At its heart, Between You and Me is about family. How do we define ourselves within our families? What happens when one relative - your best friend - becomes a superstar? What happens when it's your daughter? Should family work for family?

This book also is about finding yourself, and Logan has to undertake that quest. But - and here is where I'm going to have some spoilers, so look away, kids. If you do not want to know the spoilers, then scroll down to where you see the next it of writing. If you do, then highlight the blank spaces and you should be able to read them.

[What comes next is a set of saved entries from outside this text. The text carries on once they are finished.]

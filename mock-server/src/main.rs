use tokio::net::TcpListener;
use tracing_subscriber::EnvFilter;

#[tokio::main]
async fn main() -> Result<(), std::io::Error> {
    tracing_subscriber::fmt()
        .with_env_filter(EnvFilter::try_from_default_env().unwrap_or_else(|_| EnvFilter::new("info")))
        .init();
    let port = std::env::var("PORT").unwrap_or_else(|_| "3000".to_string());
    let addr = format!("127.0.0.1:{port}");
    let listener = TcpListener::bind(&addr).await?;
    tracing::info!(%addr, "mock backend listening");
    mock_server::run(listener).await
}
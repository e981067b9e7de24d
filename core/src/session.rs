//! Session bootstrap and the shared request-shaping layer.
//!
//! # Design
//! The source system mutated a process-wide HTTP client default (credentials
//! flag plus a default-header map). Here that state is an explicit `Session`
//! value behind a [`SessionHandle`]: every outgoing request is built through
//! [`SessionHandle::request`], which stamps the credentials flag and the CSRF
//! header onto plain request data. The handle is cloneable; clones share one
//! session, guarded by an `RwLock` since callers may live on any thread.
//!
//! Bootstrap is deliberately not re-entrant-guarded: running it twice
//! re-fetches and re-installs the token, harmlessly. There is also no
//! synchronization between bootstrap and other request issuers; a request
//! built before the token installs simply carries no CSRF header and will be
//! rejected by the backend. The `watch`-based [`SessionStatus`] channel makes
//! that race explicit: callers that care await `Ready` before mutating.

use std::sync::Arc;
use std::thread;

use parking_lot::RwLock;
use tokio::sync::watch;
use tracing::{debug, warn};

use crate::error::ApiError;
use crate::http::{check_status, HttpMethod, HttpRequest, HttpResponse, Transport, CSRF_HEADER};
use crate::types::CsrfToken;

/// Bootstrap progress, observable through [`SessionHandle::subscribe_status`].
#[derive(Debug, Clone, Copy, PartialEq, Eq)]
pub enum SessionStatus {
    /// Bootstrap has not completed; requests carry no CSRF header yet.
    Pending,
    /// The CSRF token is installed; built requests carry it.
    Ready,
    /// The last bootstrap attempt failed; requests carry no CSRF header.
    Failed,
}

/// Request-shaping state shared by every view of the application.
#[derive(Debug)]
struct Session {
    base_url: String,
    send_credentials: bool,
    csrf_token: Option<String>,
}

/// Cheaply cloneable handle to the shared [`Session`].
///
/// Owned by the application's composition root and passed by reference to
/// anything that issues requests. All clones observe the same credentials
/// flag and CSRF token.
#[derive(Debug, Clone)]
pub struct SessionHandle {
    inner: Arc<RwLock<Session>>,
    status: Arc<watch::Sender<SessionStatus>>,
}

impl SessionHandle {
    pub fn new(base_url: &str) -> Self {
        let (status, _) = watch::channel(SessionStatus::Pending);
        Self {
            inner: Arc::new(RwLock::new(Session {
                base_url: base_url.trim_end_matches('/').to_string(),
                send_credentials: false,
                csrf_token: None,
            })),
            status: Arc::new(status),
        }
    }

    /// Mark all subsequently built requests as credential-carrying (session
    /// cookies attached by the executing host). Idempotent.
    pub fn configure_credentials(&self) {
        self.inner.write().send_credentials = true;
    }

    /// Build the token-acquisition request, `GET {base_url}/csrf`.
    pub fn build_csrf_request(&self) -> HttpRequest {
        self.request(HttpMethod::Get, "/csrf", None)
    }

    /// Interpret the `/csrf` response and install the token.
    ///
    /// On success every request built afterwards carries `X-CSRF-Token`.
    /// A non-200 status or a body that is not `{"csrfToken": ...}` fails
    /// without touching the installed token.
    pub fn install_csrf_token(&self, response: &HttpResponse) -> Result<(), ApiError> {
        check_status(response, 200)?;
        let token: CsrfToken =
            serde_json::from_str(&response.body).map_err(|e| ApiError::Decode(e.to_string()))?;
        self.inner.write().csrf_token = Some(token.csrf_token);
        Ok(())
    }

    /// Build a request for `route` (e.g. `/tasks`) through the session.
    ///
    /// JSON bodies get a `content-type` header; the credentials flag and the
    /// CSRF header (once installed) are stamped via [`Self::decorate`].
    pub fn request(&self, method: HttpMethod, route: &str, body: Option<String>) -> HttpRequest {
        let mut headers = Vec::new();
        if body.is_some() {
            headers.push(("content-type".to_string(), "application/json".to_string()));
        }
        self.decorate(HttpRequest {
            method,
            path: format!("{}{route}", self.base_url()),
            headers,
            body,
            credentials: false,
        })
    }

    /// Stamp the session's credentials flag and CSRF header onto a request.
    pub fn decorate(&self, mut request: HttpRequest) -> HttpRequest {
        let session = self.inner.read();
        request.credentials = session.send_credentials;
        if let Some(token) = &session.csrf_token {
            request.headers.push((CSRF_HEADER.to_string(), token.clone()));
        }
        request
    }

    pub fn base_url(&self) -> String {
        self.inner.read().base_url.clone()
    }

    /// The currently installed token, if bootstrap has completed.
    pub fn csrf_token(&self) -> Option<String> {
        self.inner.read().csrf_token.clone()
    }

    pub fn status(&self) -> SessionStatus {
        *self.status.borrow()
    }

    /// Completion signal for the bootstrap race: receivers can `borrow` the
    /// current status synchronously or `changed().await` transitions.
    pub fn subscribe_status(&self) -> watch::Receiver<SessionStatus> {
        self.status.subscribe()
    }

    fn set_status(&self, status: SessionStatus) {
        self.status.send_replace(status);
    }
}

/// Run the session bootstrap to completion on the calling thread.
///
/// Configures credentials, fetches the CSRF token, and installs it. The
/// outcome is published on the status channel either way; a failure is
/// additionally logged and returned, leaving the session without a token.
pub fn bootstrap_session<T: Transport>(
    session: &SessionHandle,
    transport: &T,
) -> Result<(), ApiError> {
    session.configure_credentials();
    let request = session.build_csrf_request();
    let result = transport
        .execute(&request)
        .and_then(|response| session.install_csrf_token(&response));
    match &result {
        Ok(()) => {
            debug!("csrf token installed");
            session.set_status(SessionStatus::Ready);
        }
        Err(err) => {
            warn!(error = %err, "session bootstrap failed; mutating requests will be rejected");
            session.set_status(SessionStatus::Failed);
        }
    }
    result
}

/// Fire-and-forget bootstrap, preserving the source system's non-blocking
/// startup: the application keeps running whether or not the fetch succeeds.
///
/// The error (if any) is logged inside [`bootstrap_session`]; callers that
/// need the outcome watch [`SessionHandle::subscribe_status`] instead of the
/// returned join handle.
pub fn spawn_bootstrap<T>(session: &SessionHandle, transport: T) -> thread::JoinHandle<()>
where
    T: Transport + Send + 'static,
{
    let session = session.clone();
    thread::spawn(move || {
        let _ = bootstrap_session(&session, &transport);
    })
}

Okay. So Logan sets out to figure out what she wants out of life, but does she? How much of what happens to her is voluntary? In fact, my beef with this book is a big one: why does it take Kelsey firing Logan for Logan to get out of a very toxic (no Britney pun intended) situation? Does Logan learn nothing? Does she grow at all? I know that Kelsey paid for Logan's college tuition under the guise of a scholarship, so perhaps the intention is for Kelsey to be the wiser person in this relationship. She sees that Logan needs help, and she knows that Logan can't get out of her own way. 

This is an entertaining, engaging book. I really enjoyed Logan, up to a point, and I adored Finn. As for Kelsey, she made me think about poor old Britney Spears. Did I judge her too harshly? Were her mistakes her own, or were they the result of her trying to have some autonomy?

And now I'm going to go listen to "Lucky," a Britney song about a girl who seems to have gotten what she wanted, but did she really know what she wanted in the first place?